● **Action item**:
Starting at the line that contains "assert!(program.is_empty());", return every line through the end of the entries below, exactly and with nothing else.

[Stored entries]

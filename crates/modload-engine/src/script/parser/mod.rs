//! Recursive-descent parser for module scripts.

mod expr;
mod stmt;

use crate::script::ast::Program;
use crate::script::lexer::{LexError, Lexer};
use crate::script::token::{Span, Token};
use thiserror::Error;

/// Maximum nesting depth of statements and expressions.
///
/// Each nesting level costs a dozen stack frames in the expression
/// precedence chain, so the limit stays low enough for debug builds running
/// on test threads.
pub const MAX_PARSE_DEPTH: usize = 48;

/// Category of a parse failure.
#[derive(Debug, Clone, Copy, PartialEq, Eq)]
pub enum ParseErrorKind {
    UnexpectedToken,
    InvalidAssignmentTarget,
    ReservedWord,
    IllegalStatement,
    LimitExceeded,
}

/// Parser error with the location of the offending token.
#[derive(Debug, Clone, PartialEq, Error)]
#[error("{message} at {}:{}", span.line, span.column)]
pub struct ParseError {
    pub kind: ParseErrorKind,
    pub message: String,
    pub span: Span,
}

impl ParseError {
    pub fn new(kind: ParseErrorKind, message: impl Into<String>, span: Span) -> Self {
        Self {
            kind,
            message: message.into(),
            span,
        }
    }

    pub fn parser_limit_exceeded(message: impl Into<String>, span: Span) -> Self {
        Self::new(ParseErrorKind::LimitExceeded, message, span)
    }
}

/// Any failure turning source text into a [`Program`].
#[derive(Debug, Clone, PartialEq, Error)]
pub enum SyntaxError {
    #[error("{}", Lexer::format_errors(.0))]
    Lex(Vec<LexError>),

    #[error(transparent)]
    Parse(#[from] ParseError),
}

/// Parse a complete script body.
pub fn parse(source: &str) -> Result<Program, SyntaxError> {
    let parser = Parser::new(source)?;
    Ok(parser.parse()?)
}

/// Token-stream parser. Construct with [`Parser::new`], consume with
/// [`Parser::parse`].
pub struct Parser {
    tokens: Vec<(Token, Span)>,
    pos: usize,
    pub(crate) depth: usize,
    loop_depth: usize,
}

impl Parser {
    /// Lex `source` and prepare to parse it.
    pub fn new(source: &str) -> Result<Self, SyntaxError> {
        let tokens = Lexer::new(source).tokenize().map_err(SyntaxError::Lex)?;
        Ok(Self {
            tokens,
            pos: 0,
            depth: 0,
            loop_depth: 0,
        })
    }

    /// Parse statements until end of input.
    pub fn parse(mut self) -> Result<Program, ParseError> {
        let start = self.current_span();
        let mut statements = Vec::new();
        while !self.at_end() {
            statements.push(stmt::parse_statement(&mut self)?);
        }
        let span = start.merge(&self.current_span());
        Ok(Program { statements, span })
    }

    // ========================================================================
    // Token cursor
    // ========================================================================

    pub(crate) fn current(&self) -> &Token {
        &self.tokens[self.pos].0
    }

    pub(crate) fn current_span(&self) -> Span {
        self.tokens[self.pos].1
    }

    pub(crate) fn peek(&self) -> Option<&Token> {
        self.tokens.get(self.pos + 1).map(|(t, _)| t)
    }

    pub(crate) fn at_end(&self) -> bool {
        matches!(self.current(), Token::Eof)
    }

    /// Move past the current token, returning its span.
    pub(crate) fn advance(&mut self) -> Span {
        let span = self.current_span();
        if !self.at_end() {
            self.pos += 1;
        }
        span
    }

    pub(crate) fn check(&self, token: &Token) -> bool {
        self.current() == token
    }

    /// Consume `token` if it is current.
    pub(crate) fn eat(&mut self, token: &Token) -> bool {
        if self.check(token) {
            self.advance();
            true
        } else {
            false
        }
    }

    pub(crate) fn expect(&mut self, token: Token) -> Result<Span, ParseError> {
        if self.check(&token) {
            Ok(self.advance())
        } else {
            Err(self.unexpected_token(&[token]))
        }
    }

    pub(crate) fn expect_identifier(&mut self) -> Result<(String, Span), ParseError> {
        match self.current().clone() {
            Token::Identifier(name) => {
                let span = self.advance();
                Ok((name, span))
            }
            Token::New => Err(self.reserved_word("new")),
            _ => Err(ParseError::new(
                ParseErrorKind::UnexpectedToken,
                format!("Expected identifier, found {}", self.current()),
                self.current_span(),
            )),
        }
    }

    pub(crate) fn unexpected_token(&self, expected: &[Token]) -> ParseError {
        let expected = expected
            .iter()
            .map(|t| t.to_string())
            .collect::<Vec<_>>()
            .join(" or ");
        ParseError::new(
            ParseErrorKind::UnexpectedToken,
            format!("Expected {}, found {}", expected, self.current()),
            self.current_span(),
        )
    }

    pub(crate) fn reserved_word(&self, word: &str) -> ParseError {
        ParseError::new(
            ParseErrorKind::ReservedWord,
            format!("'{}' is a reserved word", word),
            self.current_span(),
        )
    }

    pub(crate) fn combine_spans(&self, start: &Span, end: &Span) -> Span {
        start.merge(end)
    }

    /// Run `f` one nesting level deeper, failing past [`MAX_PARSE_DEPTH`].
    pub(crate) fn nested<T>(
        &mut self,
        what: &str,
        f: impl FnOnce(&mut Self) -> Result<T, ParseError>,
    ) -> Result<T, ParseError> {
        self.depth += 1;
        if self.depth > MAX_PARSE_DEPTH {
            self.depth -= 1;
            return Err(ParseError::parser_limit_exceeded(
                format!("Maximum nesting depth ({}) exceeded in {}", MAX_PARSE_DEPTH, what),
                self.current_span(),
            ));
        }
        let result = f(self);
        self.depth -= 1;
        result
    }

    pub(crate) fn in_loop<T>(
        &mut self,
        f: impl FnOnce(&mut Self) -> Result<T, ParseError>,
    ) -> Result<T, ParseError> {
        self.loop_depth += 1;
        let result = f(self);
        self.loop_depth -= 1;
        result
    }

    /// Function bodies reset the loop context: `break` cannot cross them.
    pub(crate) fn in_function<T>(
        &mut self,
        f: impl FnOnce(&mut Self) -> Result<T, ParseError>,
    ) -> Result<T, ParseError> {
        let saved = std::mem::replace(&mut self.loop_depth, 0);
        let result = f(self);
        self.loop_depth = saved;
        result
    }

    pub(crate) fn inside_loop(&self) -> bool {
        self.loop_depth > 0
    }
}

#[cfg(test)]
mod tests {
    use super::*;
    use crate::script::ast::*;

    #[test]
    fn test_parse_empty_program() {
        let program = parse("  // nothing here\n").unwrap();
        assert!(program.is_empty());
    }

    #[test]
    fn test_lex_errors_are_syntax_errors() {
        let err = parse("let a = @").unwrap_err();
        assert!(matches!(err, SyntaxError::Lex(_)));
    }

    #[test]
    fn test_parse_error_reports_position() {
        let err = parse("let = 1").unwrap_err();
        match err {
            SyntaxError::Parse(e) => {
                assert_eq!(e.kind, ParseErrorKind::UnexpectedToken);
                assert_eq!((e.span.line, e.span.column), (1, 5));
            }
            other => panic!("Expected parse error, got {:?}", other),
        }
    }

    #[test]
    fn test_nesting_limit() {
        let source = format!("x = {}1{};", "(".repeat(200), ")".repeat(200));
        let err = parse(&source).unwrap_err();
        match err {
            SyntaxError::Parse(e) => assert_eq!(e.kind, ParseErrorKind::LimitExceeded),
            other => panic!("Expected limit error, got {:?}", other),
        }
    }

    #[test]
    fn test_module_pattern() {
        let program = parse(
            "const dep = require('./dep');\n\
             exports.name = 'a';\n\
             module.exports.count = dep.count + 1;",
        )
        .unwrap();
        assert_eq!(program.len(), 3);
        assert!(matches!(
            program.statements[0],
            Statement::Variable {
                kind: VariableKind::Const,
                ..
            }
        ));
    }
}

● **Written reply**:
        assert!(program.is_empty());
    }

    #[test]
    fn test_lex_errors_are_syntax_errors() {
        let err = parse("let a = @").unwrap_err();
        assert!(matches!(err, SyntaxError::Lex(_)));
    }

    #[test]
    fn test_parse_error_reports_position() {
        let err = parse("let = 1").unwrap_err();
        match err {
            SyntaxError::Parse(e) => {
                assert_eq!(e.kind, ParseErrorKind::UnexpectedToken);
                assert_eq!((e.span.line, e.span.column), (1, 5));
            }
            other => panic!("Expected parse error, got {:?}", other),
        }
    }

    #[test]
    fn test_nesting_limit() {
        let source = format!("x = {}1{};", "(".repeat(200), ")".repeat(200));
        let err = parse(&source).unwrap_err();
        match err {
            SyntaxError::Parse(e) => assert_eq!(e.kind, ParseErrorKind::LimitExceeded),
            other => panic!("Expected limit error, got {:?}", other),
        }
    }

    #[test]
    fn test_module_pattern() {
        let program = parse(
            "const dep = require('./dep');\n\
             exports.name = 'a';\n\
             module.exports.count = dep.count + 1;",
        )
        .unwrap();
        assert_eq!(program.len(), 3);
        assert!(matches!(
            program.statements[0],
            Statement::Variable {
                kind: VariableKind::Const,
                ..
            }
        ));
    }
}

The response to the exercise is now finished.